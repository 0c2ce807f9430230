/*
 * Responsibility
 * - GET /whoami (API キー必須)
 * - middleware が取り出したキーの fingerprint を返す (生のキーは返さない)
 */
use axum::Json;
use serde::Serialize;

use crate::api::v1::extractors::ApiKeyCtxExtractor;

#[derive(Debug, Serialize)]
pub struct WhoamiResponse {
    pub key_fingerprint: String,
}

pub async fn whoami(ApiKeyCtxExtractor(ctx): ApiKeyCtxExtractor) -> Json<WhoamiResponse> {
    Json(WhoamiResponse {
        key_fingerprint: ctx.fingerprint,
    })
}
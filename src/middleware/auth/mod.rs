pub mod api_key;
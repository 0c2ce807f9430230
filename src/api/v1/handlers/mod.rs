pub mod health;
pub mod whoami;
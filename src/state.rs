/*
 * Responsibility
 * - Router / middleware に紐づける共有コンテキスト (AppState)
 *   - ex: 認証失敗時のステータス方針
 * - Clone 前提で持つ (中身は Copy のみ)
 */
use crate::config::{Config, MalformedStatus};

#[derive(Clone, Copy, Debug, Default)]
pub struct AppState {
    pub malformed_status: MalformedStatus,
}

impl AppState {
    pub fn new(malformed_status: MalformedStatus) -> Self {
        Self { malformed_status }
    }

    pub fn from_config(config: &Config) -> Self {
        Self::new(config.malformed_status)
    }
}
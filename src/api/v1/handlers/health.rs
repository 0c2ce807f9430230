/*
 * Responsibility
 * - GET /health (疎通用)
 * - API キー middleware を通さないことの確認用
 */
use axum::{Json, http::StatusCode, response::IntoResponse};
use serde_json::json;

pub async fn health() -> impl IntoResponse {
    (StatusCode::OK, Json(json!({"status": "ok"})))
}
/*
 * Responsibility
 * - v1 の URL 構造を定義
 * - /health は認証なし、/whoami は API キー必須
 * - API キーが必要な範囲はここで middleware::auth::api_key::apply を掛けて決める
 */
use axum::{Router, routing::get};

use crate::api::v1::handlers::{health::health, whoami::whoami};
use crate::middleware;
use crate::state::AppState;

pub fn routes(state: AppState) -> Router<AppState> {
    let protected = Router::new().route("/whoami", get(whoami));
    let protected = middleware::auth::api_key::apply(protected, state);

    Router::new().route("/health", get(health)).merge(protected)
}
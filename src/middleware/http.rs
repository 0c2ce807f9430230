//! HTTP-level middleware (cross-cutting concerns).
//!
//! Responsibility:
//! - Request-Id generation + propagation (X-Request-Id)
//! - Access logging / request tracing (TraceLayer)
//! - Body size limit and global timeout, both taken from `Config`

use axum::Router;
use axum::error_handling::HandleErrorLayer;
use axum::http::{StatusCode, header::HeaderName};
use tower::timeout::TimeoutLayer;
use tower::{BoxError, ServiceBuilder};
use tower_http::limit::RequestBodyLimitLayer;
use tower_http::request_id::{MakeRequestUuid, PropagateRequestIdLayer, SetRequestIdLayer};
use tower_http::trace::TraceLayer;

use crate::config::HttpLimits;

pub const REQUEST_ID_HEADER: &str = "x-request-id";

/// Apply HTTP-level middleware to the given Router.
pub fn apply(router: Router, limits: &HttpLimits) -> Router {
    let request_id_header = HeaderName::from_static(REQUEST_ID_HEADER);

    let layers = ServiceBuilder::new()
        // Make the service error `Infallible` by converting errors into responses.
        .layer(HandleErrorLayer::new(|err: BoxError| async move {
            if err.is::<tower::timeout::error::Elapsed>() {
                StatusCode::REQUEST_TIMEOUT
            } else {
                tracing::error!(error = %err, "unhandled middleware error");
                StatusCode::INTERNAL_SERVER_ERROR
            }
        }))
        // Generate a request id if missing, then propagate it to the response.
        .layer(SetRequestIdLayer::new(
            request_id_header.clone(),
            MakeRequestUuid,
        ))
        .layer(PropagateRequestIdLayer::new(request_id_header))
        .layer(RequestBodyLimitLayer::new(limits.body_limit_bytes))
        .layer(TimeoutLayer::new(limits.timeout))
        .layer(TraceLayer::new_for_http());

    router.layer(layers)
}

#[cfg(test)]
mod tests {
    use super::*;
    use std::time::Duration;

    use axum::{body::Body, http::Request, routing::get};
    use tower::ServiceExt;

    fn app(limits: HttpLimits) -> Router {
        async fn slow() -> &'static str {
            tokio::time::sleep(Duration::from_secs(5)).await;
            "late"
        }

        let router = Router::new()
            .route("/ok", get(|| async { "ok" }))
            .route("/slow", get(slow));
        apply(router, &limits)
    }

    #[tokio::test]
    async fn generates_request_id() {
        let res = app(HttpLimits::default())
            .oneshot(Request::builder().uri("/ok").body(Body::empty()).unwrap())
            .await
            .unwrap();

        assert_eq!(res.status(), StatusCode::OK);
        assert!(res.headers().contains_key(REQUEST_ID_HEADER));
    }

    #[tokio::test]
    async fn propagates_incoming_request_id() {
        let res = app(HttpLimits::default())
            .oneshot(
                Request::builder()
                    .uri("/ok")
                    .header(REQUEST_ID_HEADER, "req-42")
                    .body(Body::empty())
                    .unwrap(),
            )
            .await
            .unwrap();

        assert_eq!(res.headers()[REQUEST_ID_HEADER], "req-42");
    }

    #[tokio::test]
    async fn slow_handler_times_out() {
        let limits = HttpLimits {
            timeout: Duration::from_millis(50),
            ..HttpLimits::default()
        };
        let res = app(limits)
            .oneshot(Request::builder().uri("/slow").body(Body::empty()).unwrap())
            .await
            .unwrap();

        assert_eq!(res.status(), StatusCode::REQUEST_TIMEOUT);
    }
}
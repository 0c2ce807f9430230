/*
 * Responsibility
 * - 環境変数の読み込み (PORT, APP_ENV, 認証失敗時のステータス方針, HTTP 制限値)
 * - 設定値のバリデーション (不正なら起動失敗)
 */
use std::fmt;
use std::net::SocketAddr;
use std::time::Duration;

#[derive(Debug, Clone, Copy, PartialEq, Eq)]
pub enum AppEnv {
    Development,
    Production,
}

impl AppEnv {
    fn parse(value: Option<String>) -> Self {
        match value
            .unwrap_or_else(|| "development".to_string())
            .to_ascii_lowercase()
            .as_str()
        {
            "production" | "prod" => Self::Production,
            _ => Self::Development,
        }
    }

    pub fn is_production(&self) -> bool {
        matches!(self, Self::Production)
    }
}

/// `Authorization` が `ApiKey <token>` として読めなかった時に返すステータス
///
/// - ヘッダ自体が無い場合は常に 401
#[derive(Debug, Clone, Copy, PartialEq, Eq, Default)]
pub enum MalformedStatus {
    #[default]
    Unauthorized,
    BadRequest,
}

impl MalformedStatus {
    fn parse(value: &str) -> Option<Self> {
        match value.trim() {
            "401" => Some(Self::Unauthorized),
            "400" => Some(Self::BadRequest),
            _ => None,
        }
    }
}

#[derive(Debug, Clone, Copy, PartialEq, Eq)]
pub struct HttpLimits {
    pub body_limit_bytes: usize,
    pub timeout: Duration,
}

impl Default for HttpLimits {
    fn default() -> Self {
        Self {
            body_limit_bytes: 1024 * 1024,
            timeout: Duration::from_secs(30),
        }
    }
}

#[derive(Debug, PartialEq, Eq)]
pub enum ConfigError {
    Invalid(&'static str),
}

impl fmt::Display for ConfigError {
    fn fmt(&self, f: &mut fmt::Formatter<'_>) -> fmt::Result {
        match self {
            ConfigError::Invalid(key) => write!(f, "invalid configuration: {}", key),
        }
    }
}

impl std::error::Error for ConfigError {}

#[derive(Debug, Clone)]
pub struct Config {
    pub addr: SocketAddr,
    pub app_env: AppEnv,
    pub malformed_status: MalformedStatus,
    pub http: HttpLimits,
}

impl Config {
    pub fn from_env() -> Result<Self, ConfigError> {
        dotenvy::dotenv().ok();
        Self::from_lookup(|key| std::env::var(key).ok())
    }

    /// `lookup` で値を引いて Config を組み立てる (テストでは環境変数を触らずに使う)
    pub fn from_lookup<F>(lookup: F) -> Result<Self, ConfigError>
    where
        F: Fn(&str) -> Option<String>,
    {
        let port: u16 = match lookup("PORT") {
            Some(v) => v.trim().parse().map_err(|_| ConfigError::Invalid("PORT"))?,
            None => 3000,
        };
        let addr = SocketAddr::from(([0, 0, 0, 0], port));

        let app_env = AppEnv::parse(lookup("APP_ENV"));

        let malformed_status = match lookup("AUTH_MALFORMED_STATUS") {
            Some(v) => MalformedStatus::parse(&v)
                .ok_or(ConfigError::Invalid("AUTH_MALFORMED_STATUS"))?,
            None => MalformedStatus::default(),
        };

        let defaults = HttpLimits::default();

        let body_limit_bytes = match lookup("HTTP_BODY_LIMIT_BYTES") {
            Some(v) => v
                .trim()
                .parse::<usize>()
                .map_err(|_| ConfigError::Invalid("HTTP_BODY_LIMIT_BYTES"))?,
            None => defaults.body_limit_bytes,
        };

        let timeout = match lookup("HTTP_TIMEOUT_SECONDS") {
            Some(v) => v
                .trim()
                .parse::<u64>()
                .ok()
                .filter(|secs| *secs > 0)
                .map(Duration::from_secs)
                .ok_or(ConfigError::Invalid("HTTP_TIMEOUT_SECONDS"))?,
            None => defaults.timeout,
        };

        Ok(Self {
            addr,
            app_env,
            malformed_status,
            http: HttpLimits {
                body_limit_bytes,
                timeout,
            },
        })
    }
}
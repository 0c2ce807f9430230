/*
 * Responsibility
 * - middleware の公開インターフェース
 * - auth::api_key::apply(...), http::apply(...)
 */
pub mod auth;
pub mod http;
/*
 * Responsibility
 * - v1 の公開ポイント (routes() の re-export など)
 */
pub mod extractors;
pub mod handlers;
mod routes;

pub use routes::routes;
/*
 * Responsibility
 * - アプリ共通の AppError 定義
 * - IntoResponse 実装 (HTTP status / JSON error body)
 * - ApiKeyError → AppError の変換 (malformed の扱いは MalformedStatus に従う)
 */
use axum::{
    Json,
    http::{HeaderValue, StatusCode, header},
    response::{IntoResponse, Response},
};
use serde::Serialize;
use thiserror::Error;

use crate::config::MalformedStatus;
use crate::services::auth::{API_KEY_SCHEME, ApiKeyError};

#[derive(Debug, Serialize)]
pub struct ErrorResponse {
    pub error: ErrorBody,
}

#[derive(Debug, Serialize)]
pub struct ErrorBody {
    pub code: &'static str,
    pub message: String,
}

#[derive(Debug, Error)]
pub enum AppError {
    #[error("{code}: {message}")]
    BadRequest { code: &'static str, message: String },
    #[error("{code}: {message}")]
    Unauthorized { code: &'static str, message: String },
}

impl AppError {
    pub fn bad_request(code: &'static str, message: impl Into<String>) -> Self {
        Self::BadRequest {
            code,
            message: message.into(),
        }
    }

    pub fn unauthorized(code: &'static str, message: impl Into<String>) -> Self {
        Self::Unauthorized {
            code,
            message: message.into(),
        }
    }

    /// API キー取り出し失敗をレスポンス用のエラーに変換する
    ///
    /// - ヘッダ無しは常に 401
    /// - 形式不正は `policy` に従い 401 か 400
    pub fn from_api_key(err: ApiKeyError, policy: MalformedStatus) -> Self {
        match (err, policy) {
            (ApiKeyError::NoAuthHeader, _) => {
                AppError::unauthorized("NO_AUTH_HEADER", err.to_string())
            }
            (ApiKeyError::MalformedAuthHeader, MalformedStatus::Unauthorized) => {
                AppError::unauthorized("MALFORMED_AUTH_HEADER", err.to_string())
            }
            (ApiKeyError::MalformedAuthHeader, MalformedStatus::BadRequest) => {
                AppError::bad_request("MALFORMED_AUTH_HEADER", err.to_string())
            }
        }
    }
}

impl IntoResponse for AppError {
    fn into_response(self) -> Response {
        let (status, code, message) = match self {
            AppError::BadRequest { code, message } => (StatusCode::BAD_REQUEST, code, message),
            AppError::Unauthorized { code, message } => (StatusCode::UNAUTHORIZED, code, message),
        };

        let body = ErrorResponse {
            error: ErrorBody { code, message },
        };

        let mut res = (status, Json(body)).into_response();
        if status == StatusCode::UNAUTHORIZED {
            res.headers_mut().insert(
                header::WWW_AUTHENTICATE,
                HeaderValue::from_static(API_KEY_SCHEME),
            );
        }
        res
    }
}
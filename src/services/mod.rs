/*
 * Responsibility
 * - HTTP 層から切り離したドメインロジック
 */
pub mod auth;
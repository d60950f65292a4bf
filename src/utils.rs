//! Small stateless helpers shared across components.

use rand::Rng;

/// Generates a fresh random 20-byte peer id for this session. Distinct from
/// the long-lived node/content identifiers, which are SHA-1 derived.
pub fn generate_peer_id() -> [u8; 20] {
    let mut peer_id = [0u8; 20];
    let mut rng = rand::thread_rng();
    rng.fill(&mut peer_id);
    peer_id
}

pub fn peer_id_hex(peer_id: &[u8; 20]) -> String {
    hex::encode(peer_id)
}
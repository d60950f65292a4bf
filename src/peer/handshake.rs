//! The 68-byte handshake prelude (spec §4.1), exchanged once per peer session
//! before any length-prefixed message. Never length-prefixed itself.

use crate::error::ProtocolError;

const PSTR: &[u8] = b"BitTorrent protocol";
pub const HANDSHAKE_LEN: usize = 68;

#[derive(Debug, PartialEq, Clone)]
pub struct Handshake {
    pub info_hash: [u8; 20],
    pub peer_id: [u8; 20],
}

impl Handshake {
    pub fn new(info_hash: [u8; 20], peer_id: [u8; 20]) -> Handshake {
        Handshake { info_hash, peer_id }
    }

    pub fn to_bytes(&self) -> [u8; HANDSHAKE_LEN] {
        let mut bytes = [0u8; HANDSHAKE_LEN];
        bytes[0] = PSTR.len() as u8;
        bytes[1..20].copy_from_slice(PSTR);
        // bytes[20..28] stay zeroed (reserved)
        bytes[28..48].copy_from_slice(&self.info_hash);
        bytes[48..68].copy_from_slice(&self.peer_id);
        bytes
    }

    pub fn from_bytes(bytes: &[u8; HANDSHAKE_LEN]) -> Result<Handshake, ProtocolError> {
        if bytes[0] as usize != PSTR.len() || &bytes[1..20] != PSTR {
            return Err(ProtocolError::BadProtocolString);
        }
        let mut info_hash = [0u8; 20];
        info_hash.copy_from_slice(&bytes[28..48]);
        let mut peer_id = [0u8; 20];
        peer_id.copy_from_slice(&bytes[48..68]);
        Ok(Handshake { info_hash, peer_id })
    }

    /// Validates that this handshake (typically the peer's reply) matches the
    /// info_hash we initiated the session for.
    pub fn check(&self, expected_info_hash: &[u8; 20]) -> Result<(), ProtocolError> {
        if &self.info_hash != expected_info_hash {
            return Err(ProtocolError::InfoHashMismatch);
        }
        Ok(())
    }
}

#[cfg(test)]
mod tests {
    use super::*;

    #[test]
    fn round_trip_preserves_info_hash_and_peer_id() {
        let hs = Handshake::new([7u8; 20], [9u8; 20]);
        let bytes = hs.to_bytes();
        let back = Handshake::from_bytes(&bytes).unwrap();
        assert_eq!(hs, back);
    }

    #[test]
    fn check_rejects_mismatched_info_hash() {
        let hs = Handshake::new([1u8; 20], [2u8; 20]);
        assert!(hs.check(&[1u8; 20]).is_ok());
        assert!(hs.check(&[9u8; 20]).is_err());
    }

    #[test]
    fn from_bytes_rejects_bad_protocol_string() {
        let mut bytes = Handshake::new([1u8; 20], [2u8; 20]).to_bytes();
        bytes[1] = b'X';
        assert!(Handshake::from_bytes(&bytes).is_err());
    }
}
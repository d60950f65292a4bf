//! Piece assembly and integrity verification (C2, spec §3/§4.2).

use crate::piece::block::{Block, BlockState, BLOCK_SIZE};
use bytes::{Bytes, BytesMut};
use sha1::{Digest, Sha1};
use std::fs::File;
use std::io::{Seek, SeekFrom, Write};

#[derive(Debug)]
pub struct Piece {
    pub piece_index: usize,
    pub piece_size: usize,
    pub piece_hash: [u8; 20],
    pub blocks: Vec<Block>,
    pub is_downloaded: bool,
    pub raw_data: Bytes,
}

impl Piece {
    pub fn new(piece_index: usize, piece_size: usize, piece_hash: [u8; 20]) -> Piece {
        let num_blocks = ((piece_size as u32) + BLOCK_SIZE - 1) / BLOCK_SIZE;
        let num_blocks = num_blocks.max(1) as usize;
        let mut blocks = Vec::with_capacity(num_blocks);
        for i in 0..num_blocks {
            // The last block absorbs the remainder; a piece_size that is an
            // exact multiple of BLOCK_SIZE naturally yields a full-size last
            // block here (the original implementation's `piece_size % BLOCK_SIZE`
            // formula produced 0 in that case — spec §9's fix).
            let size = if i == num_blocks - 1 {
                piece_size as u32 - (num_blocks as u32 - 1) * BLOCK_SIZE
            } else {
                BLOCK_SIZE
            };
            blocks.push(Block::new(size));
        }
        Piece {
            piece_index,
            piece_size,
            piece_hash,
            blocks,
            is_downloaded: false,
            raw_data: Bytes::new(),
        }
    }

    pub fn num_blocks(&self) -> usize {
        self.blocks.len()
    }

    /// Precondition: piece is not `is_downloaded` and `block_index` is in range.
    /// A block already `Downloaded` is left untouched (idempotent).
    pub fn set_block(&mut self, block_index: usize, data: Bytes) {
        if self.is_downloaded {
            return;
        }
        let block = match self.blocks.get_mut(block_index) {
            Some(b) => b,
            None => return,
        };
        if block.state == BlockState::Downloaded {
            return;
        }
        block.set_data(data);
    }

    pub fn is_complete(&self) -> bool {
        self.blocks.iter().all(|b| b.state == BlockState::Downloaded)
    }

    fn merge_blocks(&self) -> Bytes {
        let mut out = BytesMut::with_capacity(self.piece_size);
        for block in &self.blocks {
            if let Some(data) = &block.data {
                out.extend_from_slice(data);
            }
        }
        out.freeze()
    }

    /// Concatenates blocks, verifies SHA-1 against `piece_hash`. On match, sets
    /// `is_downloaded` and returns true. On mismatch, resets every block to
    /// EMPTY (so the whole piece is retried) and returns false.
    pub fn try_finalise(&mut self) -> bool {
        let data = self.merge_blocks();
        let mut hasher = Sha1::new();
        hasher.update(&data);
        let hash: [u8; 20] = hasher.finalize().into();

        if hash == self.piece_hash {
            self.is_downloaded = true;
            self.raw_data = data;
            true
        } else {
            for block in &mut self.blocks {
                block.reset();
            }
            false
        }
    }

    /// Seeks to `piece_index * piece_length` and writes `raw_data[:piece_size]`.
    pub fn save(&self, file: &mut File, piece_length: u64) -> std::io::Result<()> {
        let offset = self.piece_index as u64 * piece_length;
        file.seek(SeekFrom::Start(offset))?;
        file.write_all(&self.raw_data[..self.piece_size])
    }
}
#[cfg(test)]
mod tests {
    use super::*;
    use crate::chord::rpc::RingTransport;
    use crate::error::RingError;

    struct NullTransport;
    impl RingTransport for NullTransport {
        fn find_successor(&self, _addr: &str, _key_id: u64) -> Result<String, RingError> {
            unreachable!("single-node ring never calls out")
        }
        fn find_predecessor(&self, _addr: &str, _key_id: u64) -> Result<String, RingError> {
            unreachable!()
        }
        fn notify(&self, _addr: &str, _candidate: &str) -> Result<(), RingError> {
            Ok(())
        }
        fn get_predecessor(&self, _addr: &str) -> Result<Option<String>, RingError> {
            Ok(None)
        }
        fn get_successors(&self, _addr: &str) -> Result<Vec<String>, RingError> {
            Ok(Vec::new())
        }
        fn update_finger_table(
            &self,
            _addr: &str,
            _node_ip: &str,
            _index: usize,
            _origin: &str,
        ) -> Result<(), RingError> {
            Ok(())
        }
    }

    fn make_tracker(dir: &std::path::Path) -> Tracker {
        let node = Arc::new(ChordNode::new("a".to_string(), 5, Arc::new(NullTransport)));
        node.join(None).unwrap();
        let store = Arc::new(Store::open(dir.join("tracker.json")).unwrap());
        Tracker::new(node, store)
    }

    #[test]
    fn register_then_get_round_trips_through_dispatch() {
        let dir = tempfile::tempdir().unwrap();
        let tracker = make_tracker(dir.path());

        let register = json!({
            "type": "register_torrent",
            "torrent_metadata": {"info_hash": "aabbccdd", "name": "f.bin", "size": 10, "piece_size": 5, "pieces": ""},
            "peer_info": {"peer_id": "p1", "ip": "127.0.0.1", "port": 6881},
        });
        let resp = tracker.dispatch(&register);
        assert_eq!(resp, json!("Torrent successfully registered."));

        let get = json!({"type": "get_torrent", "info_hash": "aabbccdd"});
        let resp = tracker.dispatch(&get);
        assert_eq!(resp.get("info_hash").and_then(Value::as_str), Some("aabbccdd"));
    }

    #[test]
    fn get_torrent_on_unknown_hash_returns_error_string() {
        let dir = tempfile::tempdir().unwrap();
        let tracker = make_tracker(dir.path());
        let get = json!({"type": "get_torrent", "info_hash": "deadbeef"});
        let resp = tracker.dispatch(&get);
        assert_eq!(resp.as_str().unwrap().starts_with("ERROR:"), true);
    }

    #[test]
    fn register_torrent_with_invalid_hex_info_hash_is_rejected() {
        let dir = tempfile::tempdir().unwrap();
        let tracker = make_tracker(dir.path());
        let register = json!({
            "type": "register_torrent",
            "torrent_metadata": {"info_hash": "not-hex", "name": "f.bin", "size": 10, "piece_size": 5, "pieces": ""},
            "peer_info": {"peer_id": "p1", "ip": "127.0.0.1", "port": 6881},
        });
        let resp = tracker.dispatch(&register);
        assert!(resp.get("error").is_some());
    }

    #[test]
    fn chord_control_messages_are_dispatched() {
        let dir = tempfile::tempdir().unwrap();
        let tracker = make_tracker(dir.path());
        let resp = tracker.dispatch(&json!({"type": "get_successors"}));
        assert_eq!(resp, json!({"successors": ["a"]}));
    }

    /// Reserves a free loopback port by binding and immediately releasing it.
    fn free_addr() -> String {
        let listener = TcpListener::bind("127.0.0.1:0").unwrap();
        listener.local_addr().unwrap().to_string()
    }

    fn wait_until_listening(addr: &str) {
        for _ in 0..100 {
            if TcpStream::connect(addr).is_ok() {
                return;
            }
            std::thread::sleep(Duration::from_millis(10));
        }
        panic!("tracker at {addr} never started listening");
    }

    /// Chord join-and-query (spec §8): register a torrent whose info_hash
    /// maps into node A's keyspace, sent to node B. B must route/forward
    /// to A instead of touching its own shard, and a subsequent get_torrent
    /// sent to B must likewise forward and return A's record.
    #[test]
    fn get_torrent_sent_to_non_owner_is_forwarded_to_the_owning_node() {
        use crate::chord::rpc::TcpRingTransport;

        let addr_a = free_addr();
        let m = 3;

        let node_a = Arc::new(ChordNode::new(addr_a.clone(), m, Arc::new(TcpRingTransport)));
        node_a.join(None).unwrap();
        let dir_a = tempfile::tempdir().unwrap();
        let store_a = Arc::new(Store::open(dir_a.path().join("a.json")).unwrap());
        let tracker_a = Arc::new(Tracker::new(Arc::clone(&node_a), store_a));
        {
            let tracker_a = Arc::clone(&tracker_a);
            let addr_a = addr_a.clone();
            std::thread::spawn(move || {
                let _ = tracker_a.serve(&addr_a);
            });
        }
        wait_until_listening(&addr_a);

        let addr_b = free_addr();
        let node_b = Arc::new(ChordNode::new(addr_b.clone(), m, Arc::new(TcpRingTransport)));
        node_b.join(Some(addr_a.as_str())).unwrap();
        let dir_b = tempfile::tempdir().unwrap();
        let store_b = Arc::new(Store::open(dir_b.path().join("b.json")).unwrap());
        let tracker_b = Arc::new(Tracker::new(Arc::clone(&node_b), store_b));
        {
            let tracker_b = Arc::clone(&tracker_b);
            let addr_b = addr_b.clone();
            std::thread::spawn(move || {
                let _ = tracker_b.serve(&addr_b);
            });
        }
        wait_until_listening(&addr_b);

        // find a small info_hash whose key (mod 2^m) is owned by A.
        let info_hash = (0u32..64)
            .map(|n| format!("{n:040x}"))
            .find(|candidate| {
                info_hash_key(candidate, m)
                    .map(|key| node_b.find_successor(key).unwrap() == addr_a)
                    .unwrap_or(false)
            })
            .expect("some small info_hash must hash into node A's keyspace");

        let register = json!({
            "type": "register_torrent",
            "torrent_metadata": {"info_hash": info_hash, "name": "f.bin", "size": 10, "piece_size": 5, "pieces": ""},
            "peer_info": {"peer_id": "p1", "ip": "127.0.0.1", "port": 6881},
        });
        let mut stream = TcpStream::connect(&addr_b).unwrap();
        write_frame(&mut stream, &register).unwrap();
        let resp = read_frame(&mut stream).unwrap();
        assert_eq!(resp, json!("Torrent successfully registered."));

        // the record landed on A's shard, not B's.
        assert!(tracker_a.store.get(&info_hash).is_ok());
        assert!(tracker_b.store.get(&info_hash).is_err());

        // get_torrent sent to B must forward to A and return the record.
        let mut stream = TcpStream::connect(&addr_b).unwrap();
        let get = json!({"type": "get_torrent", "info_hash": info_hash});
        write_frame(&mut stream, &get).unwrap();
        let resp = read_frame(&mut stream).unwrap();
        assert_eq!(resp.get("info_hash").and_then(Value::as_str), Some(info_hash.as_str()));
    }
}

━━━━━━━━━━━━━━━━

* _Problem_
Show every line of the listing in which the string "last" can be found.

* _Exercise answer_
            // The last block absorbs the remainder; a piece_size that is an
            // exact multiple of BLOCK_SIZE naturally yields a full-size last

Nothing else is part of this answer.